Stored entries
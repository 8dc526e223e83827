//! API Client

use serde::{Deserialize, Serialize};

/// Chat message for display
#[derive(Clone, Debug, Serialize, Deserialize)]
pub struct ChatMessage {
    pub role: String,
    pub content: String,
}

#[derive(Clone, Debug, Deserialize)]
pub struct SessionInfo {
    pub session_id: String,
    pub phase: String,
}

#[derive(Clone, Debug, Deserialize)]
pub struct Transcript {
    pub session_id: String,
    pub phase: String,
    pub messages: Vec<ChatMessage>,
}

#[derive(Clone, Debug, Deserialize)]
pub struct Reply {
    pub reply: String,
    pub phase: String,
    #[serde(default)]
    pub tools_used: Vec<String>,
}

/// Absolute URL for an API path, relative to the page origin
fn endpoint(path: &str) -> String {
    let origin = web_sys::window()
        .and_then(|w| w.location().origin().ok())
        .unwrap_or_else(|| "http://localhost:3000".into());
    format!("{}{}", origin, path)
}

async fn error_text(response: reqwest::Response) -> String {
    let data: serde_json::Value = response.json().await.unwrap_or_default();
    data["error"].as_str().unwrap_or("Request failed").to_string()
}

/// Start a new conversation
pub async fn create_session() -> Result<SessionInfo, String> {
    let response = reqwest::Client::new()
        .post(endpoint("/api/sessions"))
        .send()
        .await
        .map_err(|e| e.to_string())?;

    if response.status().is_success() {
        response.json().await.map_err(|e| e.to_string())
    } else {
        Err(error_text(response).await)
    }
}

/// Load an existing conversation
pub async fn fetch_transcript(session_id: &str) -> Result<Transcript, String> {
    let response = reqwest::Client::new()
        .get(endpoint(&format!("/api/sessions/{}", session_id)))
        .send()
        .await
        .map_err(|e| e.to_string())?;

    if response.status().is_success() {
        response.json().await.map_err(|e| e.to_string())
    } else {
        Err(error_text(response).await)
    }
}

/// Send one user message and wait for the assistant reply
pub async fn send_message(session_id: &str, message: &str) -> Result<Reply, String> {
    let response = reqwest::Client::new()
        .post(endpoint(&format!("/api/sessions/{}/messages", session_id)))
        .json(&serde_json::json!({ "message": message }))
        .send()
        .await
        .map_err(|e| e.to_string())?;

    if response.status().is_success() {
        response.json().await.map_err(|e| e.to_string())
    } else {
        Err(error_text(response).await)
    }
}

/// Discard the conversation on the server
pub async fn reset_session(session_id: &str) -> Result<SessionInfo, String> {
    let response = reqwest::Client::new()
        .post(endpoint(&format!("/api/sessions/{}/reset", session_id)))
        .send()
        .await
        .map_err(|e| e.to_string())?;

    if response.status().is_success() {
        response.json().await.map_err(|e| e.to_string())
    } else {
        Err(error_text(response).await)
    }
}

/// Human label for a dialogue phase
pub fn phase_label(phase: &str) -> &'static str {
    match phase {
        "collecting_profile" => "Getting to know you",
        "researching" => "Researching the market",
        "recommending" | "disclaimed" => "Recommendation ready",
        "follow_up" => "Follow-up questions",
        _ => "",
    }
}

==

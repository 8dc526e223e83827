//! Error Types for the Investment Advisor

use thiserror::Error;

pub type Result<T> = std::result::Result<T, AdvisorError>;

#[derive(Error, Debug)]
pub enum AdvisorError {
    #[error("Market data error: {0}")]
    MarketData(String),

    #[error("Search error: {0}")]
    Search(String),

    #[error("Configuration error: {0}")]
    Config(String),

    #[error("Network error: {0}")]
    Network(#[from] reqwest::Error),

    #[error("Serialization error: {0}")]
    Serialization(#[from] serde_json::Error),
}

* * *

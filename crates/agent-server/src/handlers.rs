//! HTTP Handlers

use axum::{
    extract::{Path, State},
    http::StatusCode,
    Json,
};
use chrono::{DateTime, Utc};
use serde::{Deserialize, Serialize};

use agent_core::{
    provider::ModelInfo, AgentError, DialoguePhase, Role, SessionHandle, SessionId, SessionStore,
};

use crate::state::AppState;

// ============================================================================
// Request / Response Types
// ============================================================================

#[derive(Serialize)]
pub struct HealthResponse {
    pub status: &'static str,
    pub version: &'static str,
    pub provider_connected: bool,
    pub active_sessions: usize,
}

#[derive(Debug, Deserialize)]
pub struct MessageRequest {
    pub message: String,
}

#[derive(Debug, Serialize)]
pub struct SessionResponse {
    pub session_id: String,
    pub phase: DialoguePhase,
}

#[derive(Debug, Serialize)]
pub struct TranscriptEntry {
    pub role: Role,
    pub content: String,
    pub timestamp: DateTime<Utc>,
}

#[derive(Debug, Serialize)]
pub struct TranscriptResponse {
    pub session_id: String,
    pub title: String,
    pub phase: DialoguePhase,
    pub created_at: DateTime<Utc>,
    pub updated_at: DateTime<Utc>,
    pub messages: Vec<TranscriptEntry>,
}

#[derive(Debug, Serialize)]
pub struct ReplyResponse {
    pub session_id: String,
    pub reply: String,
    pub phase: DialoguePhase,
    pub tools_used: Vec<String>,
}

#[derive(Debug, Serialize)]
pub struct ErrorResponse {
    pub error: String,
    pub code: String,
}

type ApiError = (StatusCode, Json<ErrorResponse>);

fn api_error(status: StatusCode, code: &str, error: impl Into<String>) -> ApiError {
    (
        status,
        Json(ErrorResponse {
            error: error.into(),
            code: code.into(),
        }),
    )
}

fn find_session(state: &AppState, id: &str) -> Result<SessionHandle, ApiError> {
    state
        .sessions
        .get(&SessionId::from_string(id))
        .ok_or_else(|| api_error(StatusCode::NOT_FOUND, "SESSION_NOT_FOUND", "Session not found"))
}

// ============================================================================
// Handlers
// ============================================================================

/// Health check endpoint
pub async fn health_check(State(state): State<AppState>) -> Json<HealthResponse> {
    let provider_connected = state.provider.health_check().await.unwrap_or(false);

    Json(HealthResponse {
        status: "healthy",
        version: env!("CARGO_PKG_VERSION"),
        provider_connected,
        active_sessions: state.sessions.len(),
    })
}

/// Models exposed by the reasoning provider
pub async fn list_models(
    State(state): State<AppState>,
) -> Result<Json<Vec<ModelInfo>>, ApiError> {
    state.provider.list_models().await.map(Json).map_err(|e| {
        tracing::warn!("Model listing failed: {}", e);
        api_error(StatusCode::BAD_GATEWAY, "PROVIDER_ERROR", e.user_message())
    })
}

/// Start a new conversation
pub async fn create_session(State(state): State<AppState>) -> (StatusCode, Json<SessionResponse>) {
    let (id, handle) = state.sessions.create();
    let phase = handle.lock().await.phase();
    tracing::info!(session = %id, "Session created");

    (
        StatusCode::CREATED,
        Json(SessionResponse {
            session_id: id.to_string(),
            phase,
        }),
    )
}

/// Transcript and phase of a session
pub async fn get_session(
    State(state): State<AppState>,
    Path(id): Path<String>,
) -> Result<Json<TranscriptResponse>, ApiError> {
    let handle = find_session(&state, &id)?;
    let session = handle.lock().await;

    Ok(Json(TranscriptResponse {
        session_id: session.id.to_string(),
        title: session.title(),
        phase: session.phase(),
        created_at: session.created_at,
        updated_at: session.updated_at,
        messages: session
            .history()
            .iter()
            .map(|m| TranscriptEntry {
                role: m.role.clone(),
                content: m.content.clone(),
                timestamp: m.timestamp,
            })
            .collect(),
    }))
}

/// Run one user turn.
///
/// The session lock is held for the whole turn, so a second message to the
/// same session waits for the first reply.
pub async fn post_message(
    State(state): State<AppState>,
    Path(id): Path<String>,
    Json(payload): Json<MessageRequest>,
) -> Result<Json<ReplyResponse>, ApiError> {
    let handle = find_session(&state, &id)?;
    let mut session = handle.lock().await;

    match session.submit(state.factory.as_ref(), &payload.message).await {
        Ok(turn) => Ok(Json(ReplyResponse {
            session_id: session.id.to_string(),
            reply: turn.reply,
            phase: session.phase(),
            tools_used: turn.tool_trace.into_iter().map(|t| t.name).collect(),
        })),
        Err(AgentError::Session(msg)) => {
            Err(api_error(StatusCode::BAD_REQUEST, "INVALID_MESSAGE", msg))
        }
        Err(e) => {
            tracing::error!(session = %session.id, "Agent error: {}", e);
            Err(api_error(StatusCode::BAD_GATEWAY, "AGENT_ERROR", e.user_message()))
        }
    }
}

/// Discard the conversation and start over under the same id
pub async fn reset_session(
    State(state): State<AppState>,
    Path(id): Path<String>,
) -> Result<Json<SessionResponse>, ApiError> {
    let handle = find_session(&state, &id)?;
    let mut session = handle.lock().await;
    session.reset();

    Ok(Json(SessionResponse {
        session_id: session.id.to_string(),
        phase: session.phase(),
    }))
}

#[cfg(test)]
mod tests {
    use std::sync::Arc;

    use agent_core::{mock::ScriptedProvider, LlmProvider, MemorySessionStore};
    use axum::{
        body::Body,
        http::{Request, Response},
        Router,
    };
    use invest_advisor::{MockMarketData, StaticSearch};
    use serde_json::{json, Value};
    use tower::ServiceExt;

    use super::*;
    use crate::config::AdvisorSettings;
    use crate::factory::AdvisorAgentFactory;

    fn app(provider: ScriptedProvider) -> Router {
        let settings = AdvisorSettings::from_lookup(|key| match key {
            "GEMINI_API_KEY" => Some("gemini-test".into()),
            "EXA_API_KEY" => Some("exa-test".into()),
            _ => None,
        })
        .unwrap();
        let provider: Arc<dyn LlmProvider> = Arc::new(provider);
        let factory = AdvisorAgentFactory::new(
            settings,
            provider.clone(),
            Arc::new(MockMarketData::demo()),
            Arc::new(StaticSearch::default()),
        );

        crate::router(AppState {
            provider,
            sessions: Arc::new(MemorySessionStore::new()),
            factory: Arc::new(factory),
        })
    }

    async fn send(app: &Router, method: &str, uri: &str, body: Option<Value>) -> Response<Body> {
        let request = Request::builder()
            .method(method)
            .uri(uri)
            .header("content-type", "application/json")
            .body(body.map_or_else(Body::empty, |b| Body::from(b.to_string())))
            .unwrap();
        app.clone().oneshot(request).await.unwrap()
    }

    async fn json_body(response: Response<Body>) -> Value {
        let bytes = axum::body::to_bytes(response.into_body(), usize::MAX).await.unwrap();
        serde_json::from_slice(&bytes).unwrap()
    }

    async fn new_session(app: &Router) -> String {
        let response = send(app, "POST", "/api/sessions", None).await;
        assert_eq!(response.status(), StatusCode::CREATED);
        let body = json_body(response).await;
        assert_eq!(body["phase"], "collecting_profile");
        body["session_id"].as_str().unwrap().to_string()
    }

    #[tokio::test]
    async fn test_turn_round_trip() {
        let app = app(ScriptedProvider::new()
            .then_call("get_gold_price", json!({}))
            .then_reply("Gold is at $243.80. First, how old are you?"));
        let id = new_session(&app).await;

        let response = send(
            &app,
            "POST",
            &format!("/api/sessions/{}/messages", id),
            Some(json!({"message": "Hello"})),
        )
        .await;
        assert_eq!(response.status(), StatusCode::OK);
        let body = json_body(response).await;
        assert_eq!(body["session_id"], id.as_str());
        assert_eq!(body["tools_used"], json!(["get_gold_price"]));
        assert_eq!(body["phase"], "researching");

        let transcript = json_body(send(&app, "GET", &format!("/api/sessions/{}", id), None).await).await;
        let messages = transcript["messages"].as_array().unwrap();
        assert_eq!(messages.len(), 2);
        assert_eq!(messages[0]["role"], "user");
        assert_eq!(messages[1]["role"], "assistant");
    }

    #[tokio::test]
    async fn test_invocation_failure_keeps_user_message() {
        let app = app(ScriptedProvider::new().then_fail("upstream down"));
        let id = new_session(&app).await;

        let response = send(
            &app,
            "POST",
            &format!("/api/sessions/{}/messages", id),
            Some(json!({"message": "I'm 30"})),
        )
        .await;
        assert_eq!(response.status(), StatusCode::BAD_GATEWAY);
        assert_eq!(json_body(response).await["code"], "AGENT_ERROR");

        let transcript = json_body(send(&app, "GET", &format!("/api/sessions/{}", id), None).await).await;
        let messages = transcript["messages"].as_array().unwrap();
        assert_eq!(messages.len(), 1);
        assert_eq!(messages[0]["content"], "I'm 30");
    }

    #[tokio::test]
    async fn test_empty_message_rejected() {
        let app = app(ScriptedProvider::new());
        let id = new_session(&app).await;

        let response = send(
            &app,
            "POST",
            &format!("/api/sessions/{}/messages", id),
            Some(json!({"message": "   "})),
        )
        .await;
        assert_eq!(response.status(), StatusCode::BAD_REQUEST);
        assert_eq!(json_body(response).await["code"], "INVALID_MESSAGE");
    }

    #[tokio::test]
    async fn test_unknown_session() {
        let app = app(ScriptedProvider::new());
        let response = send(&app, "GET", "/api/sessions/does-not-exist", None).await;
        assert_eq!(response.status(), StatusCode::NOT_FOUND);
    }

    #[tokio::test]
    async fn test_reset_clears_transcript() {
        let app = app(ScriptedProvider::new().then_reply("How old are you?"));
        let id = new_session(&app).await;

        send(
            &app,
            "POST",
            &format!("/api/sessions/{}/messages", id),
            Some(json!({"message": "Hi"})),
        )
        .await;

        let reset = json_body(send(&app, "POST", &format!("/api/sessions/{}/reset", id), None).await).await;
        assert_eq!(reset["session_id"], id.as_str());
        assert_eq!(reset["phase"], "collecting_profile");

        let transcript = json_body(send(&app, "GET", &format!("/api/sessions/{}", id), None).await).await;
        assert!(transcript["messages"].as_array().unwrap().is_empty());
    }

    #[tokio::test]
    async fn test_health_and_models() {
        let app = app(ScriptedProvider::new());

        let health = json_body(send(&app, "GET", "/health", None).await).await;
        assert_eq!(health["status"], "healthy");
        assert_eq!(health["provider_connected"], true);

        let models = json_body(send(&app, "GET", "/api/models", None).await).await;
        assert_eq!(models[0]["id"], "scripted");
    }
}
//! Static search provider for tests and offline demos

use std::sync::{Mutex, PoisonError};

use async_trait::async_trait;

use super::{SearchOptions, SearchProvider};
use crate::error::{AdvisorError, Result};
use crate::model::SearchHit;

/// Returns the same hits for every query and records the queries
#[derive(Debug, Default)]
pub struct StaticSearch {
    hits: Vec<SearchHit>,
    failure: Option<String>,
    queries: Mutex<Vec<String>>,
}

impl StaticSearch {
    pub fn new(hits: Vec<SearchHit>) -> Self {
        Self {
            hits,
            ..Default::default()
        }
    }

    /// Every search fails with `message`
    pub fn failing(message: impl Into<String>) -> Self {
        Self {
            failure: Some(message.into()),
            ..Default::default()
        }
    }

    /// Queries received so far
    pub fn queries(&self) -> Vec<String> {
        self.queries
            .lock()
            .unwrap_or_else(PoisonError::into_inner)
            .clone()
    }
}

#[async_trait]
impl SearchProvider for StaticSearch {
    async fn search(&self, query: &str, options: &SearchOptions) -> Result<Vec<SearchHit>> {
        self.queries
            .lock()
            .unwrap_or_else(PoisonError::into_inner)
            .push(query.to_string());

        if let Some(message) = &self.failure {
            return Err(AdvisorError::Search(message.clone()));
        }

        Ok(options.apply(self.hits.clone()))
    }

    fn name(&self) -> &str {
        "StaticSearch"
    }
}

TASK ITEM
For the records above, state how many lines contain the word "content". Give only the number.

TASK SOLUTION
5